Psssst…Abraham “Bram” Stoker was Irish. :smiley:

In Eastern Europe and the Balkans there were “tools of the trade” that professional vampire hunters used. They do not resemble these kits. One of the more common genuine folklore methods of vampire eradication involved the hunter either wrestling the vampire’s spirit (which was not visible to the naked eye) or driving the vampire’s spirit (holy images and crosses might be used for this) into a bottle that would be immediately sealed. Other methods involved rock salt and iron shavings, but only in small amounts because of the cost.

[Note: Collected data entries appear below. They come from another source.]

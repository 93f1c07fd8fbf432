//! Helpers for editing workload specs in ensurers.
use k8s_openapi::api::core::v1::Container;

/// Returns the container called `name`, if any.
pub fn container_with_name_mut<'a>(
    containers: &'a mut [Container],
    name: &str,
) -> Option<&'a mut Container> {
    containers
        .iter_mut()
        .find(|container| container.name == name)
}

/// Makes sure `values` contains `<prefix><value>`.
///
/// The first element starting with `prefix` is replaced, if there is none the element is
/// appended. The order of all other elements is preserved.
pub fn ensure_string_with_prefix(values: &mut Vec<String>, prefix: &str, value: &str) {
    let entry = format!("{prefix}{value}");
    match values.iter_mut().find(|existing| existing.starts_with(prefix)) {
        Some(existing) => *existing = entry,
        None => values.push(entry),
    }
}

#[cfg(test)]
mod tests {
    use rstest::rstest;

    use super::*;

    #[rstest]
    #[case(&[], &["--advertise-address=1.2.3.4"])]
    #[case(
        &["kube-apiserver", "--advertise-address=10.0.0.1", "--secure-port=443"],
        &["kube-apiserver", "--advertise-address=1.2.3.4", "--secure-port=443"]
    )]
    #[case(
        &["kube-apiserver", "--secure-port=443"],
        &["kube-apiserver", "--secure-port=443", "--advertise-address=1.2.3.4"]
    )]
    fn prefixed_value_is_replaced_or_appended(#[case] input: &[&str], #[case] expected: &[&str]) {
        let mut values: Vec<String> = input.iter().map(ToString::to_string).collect();
        ensure_string_with_prefix(&mut values, "--advertise-address=", "1.2.3.4");
        assert_eq!(values, expected);
    }

    #[test]
    fn container_is_found_by_name() {
        let mut containers = vec![
            Container {
                name: "sidecar".to_owned(),
                ..Container::default()
            },
            Container {
                name: "kube-apiserver".to_owned(),
                ..Container::default()
            },
        ];

        let container = container_with_name_mut(&mut containers, "kube-apiserver")
            .expect("container must be found");
        container.command = Some(vec!["kube-apiserver".to_owned()]);

        assert_eq!(containers[1].command.as_deref(), Some(&["kube-apiserver".to_owned()][..]));
        assert!(container_with_name_mut(&mut containers, "etcd").is_none());
    }
}
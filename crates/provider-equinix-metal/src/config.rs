//! The configuration file of the controller manager, passed with `--config-file`.
use std::path::PathBuf;

use clap::{Arg, value_parser};
use extension_framework::{
    cli::{ConfigError, Flags, OptionSet, ParsedFlags},
    client::ClientConnectionConfiguration,
    controller::healthcheck,
    k8s_openapi::apimachinery::pkg::api::resource::Quantity,
    time::Duration,
};
use serde::{Deserialize, Serialize};

pub const API_VERSION: &str = "equinixmetal.provider.extensions.config.gardener.cloud/v1alpha1";
pub const KIND: &str = "ControllerConfiguration";

const CONFIG_FILE: &str = "config-file";

/// The contents of the configuration file.
#[derive(Clone, Debug, PartialEq, Deserialize, Serialize)]
#[serde(rename_all = "camelCase", deny_unknown_fields)]
pub struct ControllerConfiguration {
    pub api_version: String,
    pub kind: String,

    /// Overrides of the client connection to the seed.
    #[serde(default, skip_serializing_if = "Option::is_none")]
    pub client_connection: Option<ClientConnectionConfiguration>,

    #[serde(default)]
    pub etcd: EtcdConfig,

    #[serde(default, skip_serializing_if = "Option::is_none")]
    pub health_check_config: Option<HealthCheckConfig>,
}

#[derive(Clone, Debug, Default, PartialEq, Deserialize, Serialize)]
#[serde(rename_all = "camelCase", deny_unknown_fields)]
pub struct EtcdConfig {
    #[serde(default, skip_serializing_if = "Option::is_none")]
    pub storage: Option<EtcdStorage>,
}

/// Storage of the main etcd of shoot control planes.
#[derive(Clone, Debug, Default, PartialEq, Deserialize, Serialize)]
#[serde(rename_all = "camelCase", deny_unknown_fields)]
pub struct EtcdStorage {
    #[serde(default, skip_serializing_if = "Option::is_none")]
    pub class_name: Option<String>,

    #[serde(default, skip_serializing_if = "Option::is_none")]
    pub capacity: Option<Quantity>,
}

#[derive(Clone, Debug, PartialEq, Eq, Deserialize, Serialize)]
#[serde(rename_all = "camelCase", deny_unknown_fields)]
pub struct HealthCheckConfig {
    #[serde(default = "HealthCheckConfig::default_sync_period")]
    pub sync_period: Duration,
}

impl HealthCheckConfig {
    fn default_sync_period() -> Duration {
        healthcheck::DEFAULT_SYNC_PERIOD.into()
    }
}

impl Default for HealthCheckConfig {
    fn default() -> Self {
        Self {
            sync_period: Self::default_sync_period(),
        }
    }
}

/// Reads the configuration file.
#[derive(Debug, Default)]
pub struct ConfigOptions {
    pub config_file: Option<PathBuf>,
}

#[derive(Clone, Debug, PartialEq)]
pub struct CompletedConfigOptions {
    pub config: ControllerConfiguration,
}

impl CompletedConfigOptions {
    pub fn apply_client_connection(&self, config: &mut extension_framework::kube::Config) {
        if let Some(client_connection) = &self.config.client_connection {
            client_connection.apply_to(config);
        }
    }

    pub fn apply_etcd_storage(&self, storage: &mut Option<EtcdStorage>) {
        storage.clone_from(&self.config.etcd.storage);
    }

    pub fn apply_health_check_config(&self, config: &mut HealthCheckConfig) {
        if let Some(health_check_config) = &self.config.health_check_config {
            config.clone_from(health_check_config);
        }
    }
}

impl OptionSet for ConfigOptions {
    type Completed = CompletedConfigOptions;

    fn add_flags(&self, flags: &mut Flags) {
        let arg = Arg::new(CONFIG_FILE)
            .long(CONFIG_FILE)
            .value_name("FILE")
            .value_parser(value_parser!(PathBuf))
            .help("Path to the configuration file of the controller manager");
        flags.add(match &self.config_file {
            Some(path) => arg.default_value(path.display().to_string()),
            None => arg,
        });
    }

    fn complete(&self, flags: &ParsedFlags<'_>) -> Result<Self::Completed, ConfigError> {
        let path = flags.get_required::<PathBuf>(CONFIG_FILE)?;
        let contents = std::fs::read_to_string(&path).map_err(|source| ConfigError::ReadConfigFile {
            source,
            path: path.clone(),
        })?;
        let config: ControllerConfiguration = serde_yaml::from_str(&contents)
            .map_err(|source| ConfigError::DeserializeConfigFile {
                source,
                path: path.clone(),
            })?;

        if config.api_version != API_VERSION || config.kind != KIND {
            return Err(ConfigError::InvalidConfigFile {
                path,
                reason: format!(
                    "expected {KIND} of {API_VERSION}, found {kind} of {api_version}",
                    kind = config.kind,
                    api_version = config.api_version,
                ),
            });
        }

        Ok(CompletedConfigOptions { config })
    }
}
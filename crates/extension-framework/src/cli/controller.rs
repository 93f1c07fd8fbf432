use clap::{Arg, value_parser};
use snafu::ensure;

use super::{ConfigError, Flags, InvalidValueSnafu, OptionSet, ParsedFlags, bool_flag};

const MAX_CONCURRENT_RECONCILES: &str = "max-concurrent-reconciles";
const IGNORE_OPERATION_ANNOTATION: &str = "ignore-operation-annotation";
const DEPLOY_CRDS: &str = "deploy-crds";

/// Settings shared by all extension controllers.
#[derive(Clone, Debug, PartialEq, Eq)]
pub struct ControllerConfig {
    /// Upper bound of reconciliations running in parallel for one controller.
    pub max_concurrent_reconciles: u16,
}

impl Default for ControllerConfig {
    fn default() -> Self {
        Self {
            max_concurrent_reconciles: 1,
        }
    }
}

/// Concurrency options of a single controller.
#[derive(Debug)]
pub struct ControllerOptions {
    pub max_concurrent_reconciles: u16,
}

impl ControllerOptions {
    pub fn new(max_concurrent_reconciles: u16) -> Self {
        Self {
            max_concurrent_reconciles,
        }
    }
}

#[derive(Clone, Debug, PartialEq, Eq)]
pub struct CompletedControllerOptions {
    pub max_concurrent_reconciles: u16,
}

impl CompletedControllerOptions {
    pub fn apply(&self, config: &mut ControllerConfig) {
        config.max_concurrent_reconciles = self.max_concurrent_reconciles;
    }
}

impl OptionSet for ControllerOptions {
    type Completed = CompletedControllerOptions;

    fn add_flags(&self, flags: &mut Flags) {
        flags.add(
            Arg::new(MAX_CONCURRENT_RECONCILES)
                .long(MAX_CONCURRENT_RECONCILES)
                .help("The maximum number of concurrent reconciliations")
                .value_parser(value_parser!(u16))
                .default_value(self.max_concurrent_reconciles.to_string()),
        );
    }

    fn complete(&self, flags: &ParsedFlags<'_>) -> Result<Self::Completed, ConfigError> {
        let max_concurrent_reconciles =
            flags.get_one(MAX_CONCURRENT_RECONCILES)?.unwrap_or(self.max_concurrent_reconciles);

        ensure!(
            max_concurrent_reconciles > 0,
            InvalidValueSnafu {
                flag: flags.qualified(MAX_CONCURRENT_RECONCILES),
                reason: "must be at least 1",
            }
        );

        Ok(CompletedControllerOptions {
            max_concurrent_reconciles,
        })
    }
}

/// Options controlling how reconcilers react to the operation annotation.
#[derive(Debug, Default)]
pub struct ReconcilerOptions {
    pub ignore_operation_annotation: bool,
}

#[derive(Clone, Debug, PartialEq, Eq)]
pub struct CompletedReconcilerOptions {
    pub ignore_operation_annotation: bool,
}

impl CompletedReconcilerOptions {
    pub fn apply(&self, ignore_operation_annotation: &mut bool) {
        *ignore_operation_annotation = self.ignore_operation_annotation;
    }
}

impl OptionSet for ReconcilerOptions {
    type Completed = CompletedReconcilerOptions;

    fn add_flags(&self, flags: &mut Flags) {
        flags.add(bool_flag(
            IGNORE_OPERATION_ANNOTATION,
            self.ignore_operation_annotation,
            "Reconcile on every change instead of only when the operation annotation is set",
        ));
    }

    fn complete(&self, flags: &ParsedFlags<'_>) -> Result<Self::Completed, ConfigError> {
        Ok(CompletedReconcilerOptions {
            ignore_operation_annotation: flags
                .get_one(IGNORE_OPERATION_ANNOTATION)?
                .unwrap_or(self.ignore_operation_annotation),
        })
    }
}

/// Options of the worker reconciler.
#[derive(Debug)]
pub struct WorkerOptions {
    /// Whether the machine CRDs should be deployed before the manager starts.
    pub deploy_crds: bool,
}

impl WorkerOptions {
    pub fn new(deploy_crds: bool) -> Self {
        Self { deploy_crds }
    }
}

#[derive(Clone, Debug, PartialEq, Eq)]
pub struct CompletedWorkerOptions {
    pub deploy_crds: bool,
}

impl OptionSet for WorkerOptions {
    type Completed = CompletedWorkerOptions;

    fn add_flags(&self, flags: &mut Flags) {
        flags.add(bool_flag(
            DEPLOY_CRDS,
            self.deploy_crds,
            "Deploy the machine custom resource definitions on startup",
        ));
    }

    fn complete(&self, flags: &ParsedFlags<'_>) -> Result<Self::Completed, ConfigError> {
        Ok(CompletedWorkerOptions {
            deploy_crds: flags.get_one(DEPLOY_CRDS)?.unwrap_or(self.deploy_crds),
        })
    }
}
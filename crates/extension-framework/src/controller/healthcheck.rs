//! Periodic health checks of provider components, reported as conditions of extension resources.
use std::{sync::Arc, time::Duration};

use futures::StreamExt;
use k8s_openapi::{
    api::apps::v1::Deployment, apimachinery::pkg::apis::meta::v1::Time, jiff::Timestamp,
};
use kube::{
    Api, Client, ResourceExt,
    api::{Patch, PatchParams},
    runtime::{
        Controller,
        controller::{self, Action},
        watcher,
    },
};
use serde_json::json;
use snafu::{OptionExt, ResultExt, Snafu};

use super::{ERROR_REQUEUE, shutdown};
use crate::{
    cli::ControllerConfig,
    client::ObjectReader,
    crd::extensions::{Condition, ConditionStatus, Extension},
    manager::{self, Manager},
};

/// How often health checks run unless configured otherwise.
pub const DEFAULT_SYNC_PERIOD: Duration = Duration::from_secs(30);

#[derive(Debug, Snafu)]
pub enum Error {
    #[snafu(display("object {name:?} has no namespace"))]
    MissingNamespace { name: String },

    #[snafu(display("failed to get deployment {namespace}/{name}"))]
    GetDeployment {
        source: kube::Error,
        namespace: String,
        name: String,
    },

    #[snafu(display("failed to update conditions of {name:?}"))]
    UpdateConditions { source: kube::Error, name: String },
}

/// Checks that a deployment in the namespace of the extension resource is healthy.
#[derive(Clone, Copy, Debug, PartialEq, Eq)]
pub struct DeploymentCheck {
    /// The condition the result is written to, like `ControlPlaneHealthy`.
    pub condition_type: &'static str,
    pub deployment: &'static str,
}

pub struct HealthCheckArgs {
    pub name: String,
    pub extension_type: String,
    pub controller: ControllerConfig,
    pub sync_period: Duration,
    pub checks: Vec<DeploymentCheck>,
}

#[derive(Clone, Debug, PartialEq, Eq)]
pub struct CheckResult {
    pub status: ConditionStatus,
    pub reason: &'static str,
    pub message: String,
}

struct Context {
    client: Client,
    reader: Arc<dyn ObjectReader<Deployment>>,
    extension_type: String,
    sync_period: Duration,
    checks: Vec<DeploymentCheck>,
}

/// Adds a controller running `args.checks` for every `K` of the extension type.
pub fn add_health_check_controller<K: Extension>(
    manager: &mut Manager,
    args: HealthCheckArgs,
) -> Result<(), manager::Error> {
    let client = manager.client().clone();
    let ctx = Arc::new(Context {
        reader: Arc::new(client.clone()),
        client,
        extension_type: args.extension_type,
        sync_period: args.sync_period,
        checks: args.checks,
    });
    let concurrency = args.controller.max_concurrent_reconciles;
    let controller_name = args.name.clone();

    manager.add_controller(
        args.name,
        Box::new(move |cancel| {
            Box::pin(async move {
                let api = Api::<K>::all(ctx.client.clone());
                Controller::new(api, watcher::Config::default().any_semantic())
                    .with_config(controller::Config::default().concurrency(concurrency))
                    .graceful_shutdown_on(shutdown(cancel))
                    .run(check::<K>, error_policy::<K>, ctx)
                    .for_each(|result| {
                        if let Err(err) = result {
                            tracing::warn!(
                                controller = controller_name,
                                error = &err as &dyn std::error::Error,
                                "health check failed"
                            );
                        }
                        futures::future::ready(())
                    })
                    .await;
            })
        }),
    )
}

/// Evaluates the health of a deployment, [`None`] meaning it does not exist.
pub fn check_deployment(name: &str, deployment: Option<&Deployment>) -> CheckResult {
    let unhealthy = |reason, message: String| CheckResult {
        status: ConditionStatus::False,
        reason,
        message,
    };

    let Some(deployment) = deployment else {
        return unhealthy(
            "DeploymentMissing",
            format!("Deployment {name:?} does not exist"),
        );
    };
    let Some(status) = &deployment.status else {
        return unhealthy(
            "DeploymentUnhealthy",
            format!("Deployment {name:?} has not been observed yet"),
        );
    };

    if status.observed_generation < deployment.metadata.generation {
        return unhealthy(
            "DeploymentUnhealthy",
            format!("Deployment {name:?} has not observed its latest generation yet"),
        );
    }

    let available = status
        .conditions
        .iter()
        .flatten()
        .any(|condition| condition.type_ == "Available" && condition.status == "True");
    if !available {
        return unhealthy(
            "DeploymentUnhealthy",
            format!("Deployment {name:?} is not available"),
        );
    }

    let desired = deployment
        .spec
        .as_ref()
        .and_then(|spec| spec.replicas)
        .unwrap_or(1);
    let updated = status.updated_replicas.unwrap_or_default();
    if updated < desired {
        return unhealthy(
            "DeploymentUnhealthy",
            format!("Deployment {name:?} has {updated}/{desired} updated replicas"),
        );
    }

    CheckResult {
        status: ConditionStatus::True,
        reason: "DeploymentHealthy",
        message: format!("Deployment {name:?} is healthy"),
    }
}

/// Writes `results` into `existing`, keeping unrelated conditions.
///
/// The transition time of a condition only changes together with its status.
pub fn merge_conditions(
    existing: &[Condition],
    results: Vec<(&'static str, CheckResult)>,
    now: &Time,
) -> Vec<Condition> {
    let mut conditions = existing.to_vec();

    for (condition_type, result) in results {
        let last_transition_time = existing
            .iter()
            .find(|condition| condition.type_ == condition_type && condition.status == result.status)
            .map_or_else(|| now.clone(), |condition| condition.last_transition_time.clone());

        let updated = Condition {
            type_: condition_type.to_owned(),
            status: result.status,
            last_transition_time,
            last_update_time: now.clone(),
            reason: result.reason.to_owned(),
            message: result.message,
        };

        match conditions
            .iter_mut()
            .find(|condition| condition.type_ == condition_type)
        {
            Some(condition) => *condition = updated,
            None => conditions.push(updated),
        }
    }

    conditions
}

async fn check<K: Extension>(object: Arc<K>, ctx: Arc<Context>) -> Result<Action, Error> {
    if object.extension_type() != ctx.extension_type || object.meta().deletion_timestamp.is_some() {
        return Ok(Action::await_change());
    }

    let name = object.name_any();
    let namespace = object
        .namespace()
        .context(MissingNamespaceSnafu { name: &name })?;

    let mut results = Vec::with_capacity(ctx.checks.len());
    for check in &ctx.checks {
        let deployment = ctx
            .reader
            .get_opt(&namespace, check.deployment)
            .await
            .context(GetDeploymentSnafu {
                namespace: &namespace,
                name: check.deployment,
            })?;
        results.push((
            check.condition_type,
            check_deployment(check.deployment, deployment.as_ref()),
        ));
    }

    let existing = object
        .extension_status()
        .map(|status| status.conditions.as_slice())
        .unwrap_or_default();
    let conditions = merge_conditions(existing, results, &Time(Timestamp::now()));

    Api::<K>::namespaced(ctx.client.clone(), &namespace)
        .patch_status(
            &name,
            &PatchParams::default(),
            &Patch::Merge(json!({"status": {"conditions": conditions}})),
        )
        .await
        .context(UpdateConditionsSnafu { name })?;

    Ok(Action::requeue(ctx.sync_period))
}

fn error_policy<K: Extension>(object: Arc<K>, error: &Error, _ctx: Arc<Context>) -> Action {
    tracing::error!(
        namespace = object.namespace(),
        name = object.name_any(),
        error = error as &dyn std::error::Error,
        "health check failed, requeueing"
    );
    Action::requeue(ERROR_REQUEUE)
}

#[cfg(test)]
mod tests {
    use k8s_openapi::api::apps::v1::{DeploymentCondition, DeploymentSpec, DeploymentStatus};
    use kube::api::ObjectMeta;
    use rstest::rstest;

    use super::*;

    fn deployment(generation: i64, observed: i64, available: &str, updated: i32) -> Deployment {
        Deployment {
            metadata: ObjectMeta {
                name: Some("cloud-controller-manager".to_owned()),
                generation: Some(generation),
                ..Default::default()
            },
            spec: Some(DeploymentSpec {
                replicas: Some(2),
                ..Default::default()
            }),
            status: Some(DeploymentStatus {
                observed_generation: Some(observed),
                updated_replicas: Some(updated),
                conditions: Some(vec![DeploymentCondition {
                    type_: "Available".to_owned(),
                    status: available.to_owned(),
                    ..Default::default()
                }]),
                ..Default::default()
            }),
        }
    }

    #[rstest]
    #[case::healthy(Some(deployment(3, 3, "True", 2)), ConditionStatus::True, "DeploymentHealthy")]
    #[case::missing(None, ConditionStatus::False, "DeploymentMissing")]
    #[case::stale_generation(Some(deployment(3, 2, "True", 2)), ConditionStatus::False, "DeploymentUnhealthy")]
    #[case::unavailable(Some(deployment(3, 3, "False", 2)), ConditionStatus::False, "DeploymentUnhealthy")]
    #[case::rolling_out(Some(deployment(3, 3, "True", 1)), ConditionStatus::False, "DeploymentUnhealthy")]
    fn deployment_health(
        #[case] deployment: Option<Deployment>,
        #[case] status: ConditionStatus,
        #[case] reason: &str,
    ) {
        let result = check_deployment("cloud-controller-manager", deployment.as_ref());

        assert_eq!(result.status, status);
        assert_eq!(result.reason, reason);
    }

    #[test]
    fn transition_time_only_changes_with_status() {
        let before = Time("2024-01-01T00:00:00Z".parse().expect("valid timestamp"));
        let now = Time("2024-01-01T00:10:00Z".parse().expect("valid timestamp"));
        let existing = vec![
            Condition {
                type_: "ControlPlaneHealthy".to_owned(),
                status: ConditionStatus::True,
                last_transition_time: before.clone(),
                last_update_time: before.clone(),
                reason: "DeploymentHealthy".to_owned(),
                message: String::new(),
            },
            Condition {
                type_: "SystemComponentsHealthy".to_owned(),
                status: ConditionStatus::True,
                last_transition_time: before.clone(),
                last_update_time: before.clone(),
                reason: "DeploymentHealthy".to_owned(),
                message: String::new(),
            },
        ];

        let healthy = check_deployment("a", Some(&deployment(1, 1, "True", 2)));
        let missing = check_deployment("b", None);
        let merged = merge_conditions(
            &existing,
            vec![("ControlPlaneHealthy", healthy), ("SystemComponentsHealthy", missing)],
            &now,
        );

        assert_eq!(merged.len(), 2);
        assert_eq!(merged[0].last_transition_time, before);
        assert_eq!(merged[0].last_update_time, now);
        assert_eq!(merged[1].status, ConditionStatus::False);
        assert_eq!(merged[1].last_transition_time, now);
    }

    #[test]
    fn new_conditions_are_appended() {
        let now = Time("2024-01-01T00:00:00Z".parse().expect("valid timestamp"));
        let merged = merge_conditions(
            &[],
            vec![("ControlPlaneHealthy", check_deployment("a", None))],
            &now,
        );

        assert_eq!(merged.len(), 1);
        assert_eq!(merged[0].type_, "ControlPlaneHealthy");
        assert_eq!(merged[0].reason, "DeploymentMissing");
    }
}
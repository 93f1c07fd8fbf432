//! The Gardener extension for Equinix Metal.
//!
//! [`app`] wires the option sets, the default options [`registry`], the extension controllers and
//! the `controlplaneexposure` webhook into one controller manager.
pub mod app;
pub mod cmd;
pub mod config;
pub mod controller;
pub mod registry;
pub mod webhook;

/// The name of the extension.
pub const NAME: &str = "provider-equinix-metal";

/// The provider type, as used in the `spec.type` field of extension resources.
pub const TYPE: &str = "equinixmetal";

/// The name of the service exposing the webhook server of the extension.
pub fn service_name() -> String {
    format!("gardener-extension-{NAME}")
}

One folkloric belief that seems to have vanished from most modern depictions of fictional vampires is that if a vampire came across something like poppy seeds or rice they would have to stop and count every grain. So you could prevent a vampire from leaving its grave by sprinkling poppy seeds around the grave. Interestingly, the first photo in the OP seems to show a bottle of little seeds on the right of the case. I wonder if this is a reference to that old belief.

One! Ah, ah, ah!
Two! Ah, ah, ah!
Three! Ah, ah, ah!

There wasn’t much literature to come out of the “vampire craze” in the 18th century. In that century we got The Bride of Corinth and a little other stuff. What opened the floodgates of pop vampire literature was Polidori’s The Vampyre, and that because everybody thought it was by Lord Byron. But once it was out, it lead to multiple reprintings and stage plays, and then to derivative things like Varney the Vampire.
What’s odd is that it appears that Polidori didn’t put it into print – someone else with access to Villa Diodati seems to have. Polidori felt that his contribution to the Great Horror Story Write-Off of 1816 was Ernestus Berchtold, a novel practically everyone has forgotten about. Byron didn’t want The Vampyre associated with him – he thought it was awful – so he had the fragment he’d cobbled together printed at the end of his next book. You could say that The Vampyre wasn’t so much published as that it escaped. Neither its putative author nor its real author wanted it in print, but it did, and was immensely influential. It gave us the Titled Vampire, one who could pass as human. And that changed everything, and eventually gave us Dracula and all the pop culture vampires of today. And ephemeral like Vampire Hunting Kits.

There was a “vampire panic” in 19th C. New England which predated Dracula. Predated the widespread acceptance of the germ theory of disease, too.

Also, “New England Vampire Panic” is now the name of my emo-style Billy Bragg cover band.

A newspaper clipping reporting on that event was the most recent piece of source material in Stoker’s collection when he wrote Dracula. He was definitely aware of it.

Hey, they are always calling people “Mein Herr” in vampire films. I’m just getting in the swing of things. When in Rome, etc.